§ **EXERCISE GOAL**
Copy all lines in the material holding the string "when".

DATA section start

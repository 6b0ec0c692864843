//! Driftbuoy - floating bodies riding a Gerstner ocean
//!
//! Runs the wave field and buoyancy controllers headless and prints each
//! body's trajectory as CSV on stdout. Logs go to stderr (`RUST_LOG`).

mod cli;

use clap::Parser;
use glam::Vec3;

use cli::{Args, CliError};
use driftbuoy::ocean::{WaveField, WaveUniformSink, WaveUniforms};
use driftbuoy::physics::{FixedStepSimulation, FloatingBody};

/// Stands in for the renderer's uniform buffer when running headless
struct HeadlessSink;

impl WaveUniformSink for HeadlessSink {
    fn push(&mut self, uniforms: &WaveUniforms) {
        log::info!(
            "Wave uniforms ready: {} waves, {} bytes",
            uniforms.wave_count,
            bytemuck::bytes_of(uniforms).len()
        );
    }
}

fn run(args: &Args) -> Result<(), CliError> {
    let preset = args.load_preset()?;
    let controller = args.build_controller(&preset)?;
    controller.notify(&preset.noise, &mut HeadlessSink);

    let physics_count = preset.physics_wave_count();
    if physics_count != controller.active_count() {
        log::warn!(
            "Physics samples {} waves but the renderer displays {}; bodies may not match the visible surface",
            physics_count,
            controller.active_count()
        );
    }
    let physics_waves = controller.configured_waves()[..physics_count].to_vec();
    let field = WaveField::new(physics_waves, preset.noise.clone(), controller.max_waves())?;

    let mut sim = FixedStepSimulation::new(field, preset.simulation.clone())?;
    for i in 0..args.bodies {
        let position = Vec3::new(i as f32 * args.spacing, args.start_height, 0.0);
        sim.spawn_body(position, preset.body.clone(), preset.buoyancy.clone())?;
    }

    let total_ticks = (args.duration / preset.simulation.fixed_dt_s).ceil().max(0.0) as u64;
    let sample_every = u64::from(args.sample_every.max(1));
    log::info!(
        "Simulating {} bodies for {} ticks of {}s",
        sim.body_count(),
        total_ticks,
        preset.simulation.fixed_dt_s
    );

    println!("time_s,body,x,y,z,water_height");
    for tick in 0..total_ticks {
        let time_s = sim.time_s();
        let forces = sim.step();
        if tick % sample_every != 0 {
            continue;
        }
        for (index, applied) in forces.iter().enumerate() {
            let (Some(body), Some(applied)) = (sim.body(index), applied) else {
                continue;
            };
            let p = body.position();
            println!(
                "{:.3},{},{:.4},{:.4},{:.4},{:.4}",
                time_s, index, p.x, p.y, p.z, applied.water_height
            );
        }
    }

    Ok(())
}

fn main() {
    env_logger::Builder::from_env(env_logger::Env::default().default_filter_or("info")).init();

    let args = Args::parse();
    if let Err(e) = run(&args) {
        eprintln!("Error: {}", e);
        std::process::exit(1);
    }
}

DATA section end
DATA section start

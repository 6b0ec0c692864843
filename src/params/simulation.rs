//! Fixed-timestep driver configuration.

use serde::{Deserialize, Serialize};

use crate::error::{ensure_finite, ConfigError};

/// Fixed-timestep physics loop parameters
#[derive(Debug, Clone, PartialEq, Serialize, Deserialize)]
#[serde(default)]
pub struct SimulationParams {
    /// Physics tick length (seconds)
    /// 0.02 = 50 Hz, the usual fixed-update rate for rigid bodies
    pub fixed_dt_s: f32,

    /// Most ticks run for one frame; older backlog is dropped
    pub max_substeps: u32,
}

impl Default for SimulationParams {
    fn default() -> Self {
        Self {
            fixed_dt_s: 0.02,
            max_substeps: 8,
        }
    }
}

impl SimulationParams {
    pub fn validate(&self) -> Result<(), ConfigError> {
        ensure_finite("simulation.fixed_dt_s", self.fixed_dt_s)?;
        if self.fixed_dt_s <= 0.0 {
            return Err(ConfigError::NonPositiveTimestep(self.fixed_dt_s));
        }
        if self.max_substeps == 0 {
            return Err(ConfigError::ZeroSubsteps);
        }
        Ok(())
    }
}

DATA section end
DATA section start

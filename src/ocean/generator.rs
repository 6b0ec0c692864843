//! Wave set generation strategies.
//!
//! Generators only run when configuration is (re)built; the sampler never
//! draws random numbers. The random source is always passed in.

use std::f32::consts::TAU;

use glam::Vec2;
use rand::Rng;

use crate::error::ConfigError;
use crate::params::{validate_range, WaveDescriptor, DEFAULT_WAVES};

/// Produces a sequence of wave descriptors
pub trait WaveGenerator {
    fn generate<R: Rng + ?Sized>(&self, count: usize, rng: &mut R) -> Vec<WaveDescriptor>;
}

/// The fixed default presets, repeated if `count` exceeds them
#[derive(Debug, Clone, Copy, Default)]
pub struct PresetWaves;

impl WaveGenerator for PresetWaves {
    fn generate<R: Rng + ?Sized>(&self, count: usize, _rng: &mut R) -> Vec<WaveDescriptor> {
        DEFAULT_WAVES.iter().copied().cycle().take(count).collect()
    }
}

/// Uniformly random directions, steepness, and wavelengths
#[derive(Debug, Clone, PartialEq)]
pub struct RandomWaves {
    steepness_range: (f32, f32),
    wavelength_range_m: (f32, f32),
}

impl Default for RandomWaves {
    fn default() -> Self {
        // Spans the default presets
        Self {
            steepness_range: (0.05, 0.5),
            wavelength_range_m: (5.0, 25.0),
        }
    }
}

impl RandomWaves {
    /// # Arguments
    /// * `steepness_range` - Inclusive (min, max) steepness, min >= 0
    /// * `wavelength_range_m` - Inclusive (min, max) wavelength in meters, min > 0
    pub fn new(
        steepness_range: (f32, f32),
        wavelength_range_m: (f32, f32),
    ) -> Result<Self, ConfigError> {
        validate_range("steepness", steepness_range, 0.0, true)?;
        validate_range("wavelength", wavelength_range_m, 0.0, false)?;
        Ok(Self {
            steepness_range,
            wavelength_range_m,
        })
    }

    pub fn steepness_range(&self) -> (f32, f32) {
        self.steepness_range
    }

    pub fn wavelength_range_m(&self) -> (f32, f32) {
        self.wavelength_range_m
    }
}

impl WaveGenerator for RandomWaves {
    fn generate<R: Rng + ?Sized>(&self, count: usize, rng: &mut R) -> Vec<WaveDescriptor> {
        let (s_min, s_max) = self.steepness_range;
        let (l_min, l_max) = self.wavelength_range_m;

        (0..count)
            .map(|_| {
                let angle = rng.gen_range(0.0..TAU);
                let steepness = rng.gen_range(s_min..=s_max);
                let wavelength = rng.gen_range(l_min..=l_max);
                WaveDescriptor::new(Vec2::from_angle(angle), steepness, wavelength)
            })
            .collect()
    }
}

DATA section end

§ **REPLY**
/// Stands in for the renderer's uniform buffer when running headless
//! Generators only run when configuration is (re)built; the sampler never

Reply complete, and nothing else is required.